Brief
Scan the entries below. Report each line where the string "CalculatorKind" occurs.

Given information
______________________________
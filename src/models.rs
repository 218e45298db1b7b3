// Copyright (c) 2025 Soumyadip Sarkar.
// All rights reserved.
//
// This source code is licensed under the license found in the
// LICENSE file in the root directory of this source tree.

use chrono::{DateTime, Utc};
use rust_decimal::Decimal;
use serde::{Deserialize, Serialize};
use std::collections::BTreeMap;
use std::fmt;
use std::str::FromStr;

use crate::error::{Error, invalid};

/// Identifier of an entry in the fixed category taxonomy.
///
/// Declaration order matters: the categorizer walks its rule table in this
/// order and breakdown ties are broken by it.
#[derive(Debug, Clone, Copy, PartialEq, Eq, PartialOrd, Ord, Hash, Serialize, Deserialize)]
#[serde(rename_all = "lowercase")]
pub enum CategoryId {
    Food,
    Transport,
    Shopping,
    Entertainment,
    Bills,
    Healthcare,
    Education,
    Travel,
    Rent,
    Insurance,
    Investment,
    Loan,
    Subscription,
    Salary,
    Other,
}

#[derive(Debug, Clone, Copy, PartialEq, Eq, Serialize)]
pub struct Category {
    pub id: CategoryId,
    pub name: &'static str,
    pub icon: &'static str,
    pub color: &'static str,
}

pub const CATEGORIES: [Category; 15] = [
    Category { id: CategoryId::Food, name: "Food & Dining", icon: "🍔", color: "#F59E0B" },
    Category { id: CategoryId::Transport, name: "Transport", icon: "🚗", color: "#3B82F6" },
    Category { id: CategoryId::Shopping, name: "Shopping", icon: "🛍️", color: "#EC4899" },
    Category { id: CategoryId::Entertainment, name: "Entertainment", icon: "🎬", color: "#8B5CF6" },
    Category { id: CategoryId::Bills, name: "Bills & Utilities", icon: "💡", color: "#EF4444" },
    Category { id: CategoryId::Healthcare, name: "Healthcare", icon: "🏥", color: "#10B981" },
    Category { id: CategoryId::Education, name: "Education", icon: "📚", color: "#06B6D4" },
    Category { id: CategoryId::Travel, name: "Travel", icon: "✈️", color: "#F97316" },
    Category { id: CategoryId::Rent, name: "Rent", icon: "🏠", color: "#6366F1" },
    Category { id: CategoryId::Insurance, name: "Insurance", icon: "🛡️", color: "#14B8A6" },
    Category { id: CategoryId::Investment, name: "Investment/SIP", icon: "📈", color: "#10B981" },
    Category { id: CategoryId::Loan, name: "Loan/EMI", icon: "💳", color: "#EF4444" },
    Category { id: CategoryId::Subscription, name: "Subscription", icon: "📱", color: "#8B5CF6" },
    Category { id: CategoryId::Salary, name: "Salary", icon: "💰", color: "#10B981" },
    Category { id: CategoryId::Other, name: "Other", icon: "📦", color: "#64748B" },
];

impl CategoryId {
    pub fn as_str(&self) -> &'static str {
        match self {
            CategoryId::Food => "food",
            CategoryId::Transport => "transport",
            CategoryId::Shopping => "shopping",
            CategoryId::Entertainment => "entertainment",
            CategoryId::Bills => "bills",
            CategoryId::Healthcare => "healthcare",
            CategoryId::Education => "education",
            CategoryId::Travel => "travel",
            CategoryId::Rent => "rent",
            CategoryId::Insurance => "insurance",
            CategoryId::Investment => "investment",
            CategoryId::Loan => "loan",
            CategoryId::Subscription => "subscription",
            CategoryId::Salary => "salary",
            CategoryId::Other => "other",
        }
    }

    /// Taxonomy entry for this id. The table is indexed in declaration order.
    pub fn info(&self) -> &'static Category {
        &CATEGORIES[*self as usize]
    }
}

impl fmt::Display for CategoryId {
    fn fmt(&self, f: &mut fmt::Formatter<'_>) -> fmt::Result {
        f.write_str(self.as_str())
    }
}

impl FromStr for CategoryId {
    type Err = Error;

    fn from_str(s: &str) -> Result<Self, Self::Err> {
        let needle = s.trim().to_lowercase();
        CATEGORIES
            .iter()
            .map(|c| c.id)
            .find(|id| id.as_str() == needle)
            .ok_or_else(|| invalid(format!("Unknown category '{}'", s)))
    }
}

#[derive(Debug, Clone, Copy, PartialEq, Eq, Hash, Serialize, Deserialize)]
#[serde(rename_all = "lowercase")]
pub enum TransactionType {
    Income,
    Expense,
}

impl TransactionType {
    pub fn as_str(&self) -> &'static str {
        match self {
            TransactionType::Income => "income",
            TransactionType::Expense => "expense",
        }
    }
}

impl fmt::Display for TransactionType {
    fn fmt(&self, f: &mut fmt::Formatter<'_>) -> fmt::Result {
        f.write_str(self.as_str())
    }
}

impl FromStr for TransactionType {
    type Err = Error;

    fn from_str(s: &str) -> Result<Self, Self::Err> {
        match s.trim().to_lowercase().as_str() {
            "income" => Ok(TransactionType::Income),
            "expense" => Ok(TransactionType::Expense),
            _ => Err(invalid(format!(
                "Unknown transaction type '{}', expected income|expense",
                s
            ))),
        }
    }
}

#[derive(Debug, Clone, PartialEq, Serialize, Deserialize)]
pub struct Transaction {
    pub id: String,
    pub title: String,
    pub amount: Decimal, // always positive, direction comes from `type`
    pub r#type: TransactionType,
    pub category: CategoryId,
    pub category_icon: String,
    pub category_color: String,
    pub date: DateTime<Utc>,
    pub note: Option<String>,
    pub ai_categorized: bool,
    pub ai_confidence: Option<f64>,
    pub created_at: DateTime<Utc>,
    pub updated_at: DateTime<Utc>,
}

/// Caller-supplied fields for a new transaction. `ai_confidence` is set only
/// when the category came from the categorizer.
#[derive(Debug, Clone)]
pub struct NewTransaction {
    pub title: String,
    pub amount: Decimal,
    pub r#type: TransactionType,
    pub category: CategoryId,
    pub date: Option<DateTime<Utc>>,
    pub note: Option<String>,
    pub ai_confidence: Option<f64>,
}

impl NewTransaction {
    pub fn new(
        title: impl Into<String>,
        amount: Decimal,
        r#type: TransactionType,
        category: CategoryId,
    ) -> Self {
        Self {
            title: title.into(),
            amount,
            r#type,
            category,
            date: None,
            note: None,
            ai_confidence: None,
        }
    }

    pub fn on(mut self, date: DateTime<Utc>) -> Self {
        self.date = Some(date);
        self
    }

    pub fn with_note(mut self, note: impl Into<String>) -> Self {
        self.note = Some(note.into());
        self
    }

    pub fn categorized(mut self, confidence: f64) -> Self {
        self.ai_confidence = Some(confidence);
        self
    }
}

#[derive(Debug, Clone, Default)]
pub struct TransactionPatch {
    pub title: Option<String>,
    pub amount: Option<Decimal>,
    pub r#type: Option<TransactionType>,
    pub category: Option<CategoryId>,
    pub date: Option<DateTime<Utc>>,
    pub note: Option<String>,
}

impl TransactionPatch {
    pub fn is_empty(&self) -> bool {
        self.title.is_none()
            && self.amount.is_none()
            && self.r#type.is_none()
            && self.category.is_none()
            && self.date.is_none()
            && self.note.is_none()
    }
}

#[derive(Debug, Clone, PartialEq, Serialize, Deserialize)]
pub struct User {
    pub id: String,
    pub email: String,
    pub name: String,
    pub currency: String,
    pub created_at: DateTime<Utc>,
}

pub const DEFAULT_CURRENCY: &str = "INR";

impl User {
    pub fn new(name: impl Into<String>, email: impl Into<String>, currency: Option<String>) -> Self {
        Self {
            id: uuid::Uuid::new_v4().to_string(),
            email: email.into(),
            name: name.into(),
            currency: currency
                .map(|c| c.trim().to_uppercase())
                .filter(|c| !c.is_empty())
                .unwrap_or_else(|| DEFAULT_CURRENCY.to_string()),
            created_at: Utc::now(),
        }
    }
}

#[derive(Debug, Clone, Default)]
pub struct UserSettings {
    pub name: Option<String>,
    pub email: Option<String>,
    pub currency: Option<String>,
}

#[derive(Debug, Clone, Copy, PartialEq, Eq, Serialize, Deserialize)]
#[serde(rename_all = "lowercase")]
pub enum InsightKind {
    Warning,
    Info,
    Success,
    Tip,
}

impl InsightKind {
    pub fn as_str(&self) -> &'static str {
        match self {
            InsightKind::Warning => "warning",
            InsightKind::Info => "info",
            InsightKind::Success => "success",
            InsightKind::Tip => "tip",
        }
    }
}

#[derive(Debug, Clone, PartialEq, Serialize, Deserialize)]
pub struct AiInsight {
    pub id: String,
    pub r#type: InsightKind,
    pub title: String,
    pub message: String,
    pub category_id: Option<CategoryId>,
    pub read: bool,
    pub created_at: DateTime<Utc>,
}

#[derive(Debug, Clone, PartialEq)]
pub struct NewInsight {
    pub r#type: InsightKind,
    pub title: String,
    pub message: String,
    pub category_id: Option<CategoryId>,
}

#[derive(Debug, Clone, Copy, PartialEq, Eq, Serialize, Deserialize)]
#[serde(rename_all = "lowercase")]
pub enum CalculatorKind {
    Sip,
    Lumpsum,
    Emi,
    Credit,
    Inflation,
    Fire,
}

impl CalculatorKind {
    pub fn as_str(&self) -> &'static str {
        match self {
            CalculatorKind::Sip => "sip",
            CalculatorKind::Lumpsum => "lumpsum",
            CalculatorKind::Emi => "emi",
            CalculatorKind::Credit => "credit",
            CalculatorKind::Inflation => "inflation",
            CalculatorKind::Fire => "fire",
        }
    }
}

#[derive(Debug, Clone, PartialEq, Serialize, Deserialize)]
pub struct CalculatorResult {
    pub id: String,
    pub r#type: CalculatorKind,
    pub inputs: BTreeMap<String, f64>,
    pub results: BTreeMap<String, f64>,
    pub name: Option<String>,
    pub created_at: DateTime<Utc>,
}

/// Reporting window for period totals.
#[derive(Debug, Clone, Copy, PartialEq, Eq, Default)]
pub enum Period {
    Today,
    Week,
    #[default]
    Month,
    Year,
    All,
}

impl Period {
    pub fn as_str(&self) -> &'static str {
        match self {
            Period::Today => "today",
            Period::Week => "week",
            Period::Month => "month",
            Period::Year => "year",
            Period::All => "all",
        }
    }
}

impl FromStr for Period {
    type Err = Error;

    fn from_str(s: &str) -> Result<Self, Self::Err> {
        match s.trim().to_lowercase().as_str() {
            "today" => Ok(Period::Today),
            "week" => Ok(Period::Week),
            "month" => Ok(Period::Month),
            "year" => Ok(Period::Year),
            "all" => Ok(Period::All),
            _ => Err(invalid(format!(
                "Unknown period '{}', expected today|week|month|year|all",
                s
            ))),
        }
    }
}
______________________________
Answer
pub enum CalculatorKind {
impl CalculatorKind {
            CalculatorKind::Sip => "sip",
            CalculatorKind::Lumpsum => "lumpsum",
            CalculatorKind::Emi => "emi",
            CalculatorKind::Credit => "credit",
            CalculatorKind::Inflation => "inflation",
            CalculatorKind::Fire => "fire",
    pub r#type: CalculatorKind,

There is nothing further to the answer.